非生物胁迫下黄缨菊实时荧光定量PCR内参基因的筛选与验证

Screening and Validation of Reference Genes for Xanthopappus subacaulis by Real-time Quantitative PCR under Abiotic Stress

为了筛选基因分析中黄缨菊(Xanthopappus subacaulis)稳定表达的内参基因,本研究以冷、盐和干旱胁迫下黄缨菊的根、茎和叶为材料,依据三代转录组数据选取8个常用内参基因(18S rRNA,GAPDH,PAL,UBQ,TIP,RPS,SAND,TUA)作为候选基因,利用qRT-PCR技术并结合geNorm,NormFinder,BestKeeper和RefFinder软件综合评价候选内参基因的表达稳定性。结果表明,冷胁迫下黄缨菊根、茎、叶中最佳稳定性的内参基因分别为SAND,TIP和GAPDH;干旱胁迫下最稳定的内参基因分别是SAND,TUA和UBQ;盐胁迫下稳定性最好的内参基因分别为RPS,RPS和SAND。此外,分别以干旱胁迫处理下黄缨菊根、茎、叶中2个稳定性最佳和1个稳定性最差的基因作为内参基因,衡量耐逆基因WRKY表达量的准确性,表明不同胁迫下筛选出的黄缨菊不同组织中内参基因的稳定性结果均是可靠的。研究结果为今后黄缨菊耐逆基因的表达分析提供了基因资源和理论依据。

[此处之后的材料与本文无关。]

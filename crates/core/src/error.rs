//! Error types for the scribeflow domain.
//!
//! Uses `thiserror` for ergonomic error definitions, one enum per bounded
//! context. There is deliberately no top-level error type: the pipeline
//! resolves every failure into a `ChatResponse`, so nothing upstream ever
//! needs to match across contexts.

use thiserror::Error;

/// Errors from the streaming generation call.
#[derive(Debug, Clone, Error)]
pub enum GeneratorError {
    #[error("API request failed: {message} (status: {status_code})")]
    ApiError { status_code: u16, message: String },

    #[error("Rate limited by endpoint, retry after {retry_after_secs}s")]
    RateLimited { retry_after_secs: u64 },

    #[error("Authentication failed: {0}")]
    AuthenticationFailed(String),

    #[error("Stream interrupted: {0}")]
    StreamInterrupted(String),

    #[error("Generator not configured: {0}")]
    NotConfigured(String),

    #[error("Request timed out: {0}")]
    Timeout(String),

    #[error("Network error: {0}")]
    Network(String),
}

impl GeneratorError {
    /// Whether a retry with backoff could plausibly succeed.
    ///
    /// Network failures, timeouts, interrupted streams, rate limits, and
    /// 5xx-class statuses are transient. Auth failures (401/403-class) and
    /// configuration problems are not, even though they surface at the
    /// network layer.
    pub fn is_transient(&self) -> bool {
        match self {
            Self::Network(_)
            | Self::Timeout(_)
            | Self::StreamInterrupted(_)
            | Self::RateLimited { .. } => true,
            Self::ApiError { status_code, .. } => *status_code >= 500,
            Self::AuthenticationFailed(_) | Self::NotConfigured(_) => false,
        }
    }
}

/// Errors from the conversation ledger.
#[derive(Debug, Error)]
pub enum LedgerError {
    #[error("Storage error: {0}")]
    Storage(String),

    #[error("Message not found: {0}")]
    NotFound(String),

    #[error("Corrupt ledger data at line {line}: {reason}")]
    Corrupt { line: usize, reason: String },
}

To screen the steadily expressed reference genes in the gene analysis,we analyzed the reference genes that were stable expression in Xanthopappus subacaulis.We used the root,stem and leaf of Xanthopappus subacaulis as experimental materials under different abiotic stressed,and screened eight candidate internal reference genes based on the full-length transcript sequencing.Meanwhile,we utilized qRT-PCR technology and combined geNorm,NormFinder,BestKeeper,and RefFinder software to comprehensively evaluate the expression stability of candidate reference genes.The results showed that SAND,TIP and GAPDH were the most stable reference genes in root,stem and leaf of X.subacaulis under cold stress,respectively.SAND,TUA and UBQ were the most stable in roots,stems and leaves under drought stress,respectively.RPS,RPS and SAND were the most stable in roots,stems and leaves under salt stress.In addition,we chose two genes with the best stability and one gene with the worst stability in the roots,stems and leaves as internal reference genes under drought treatment to evaluate the accuracy of expression level of the stress-tolerant gene WRKY,the results indicated that the stability of internal reference genes in different tissues of X.subacaulis were reliable under different stresses.The study provides the gene resources and theoretical basis for the expression analysis of stress-tolerant genes of X.subacaulis in the future.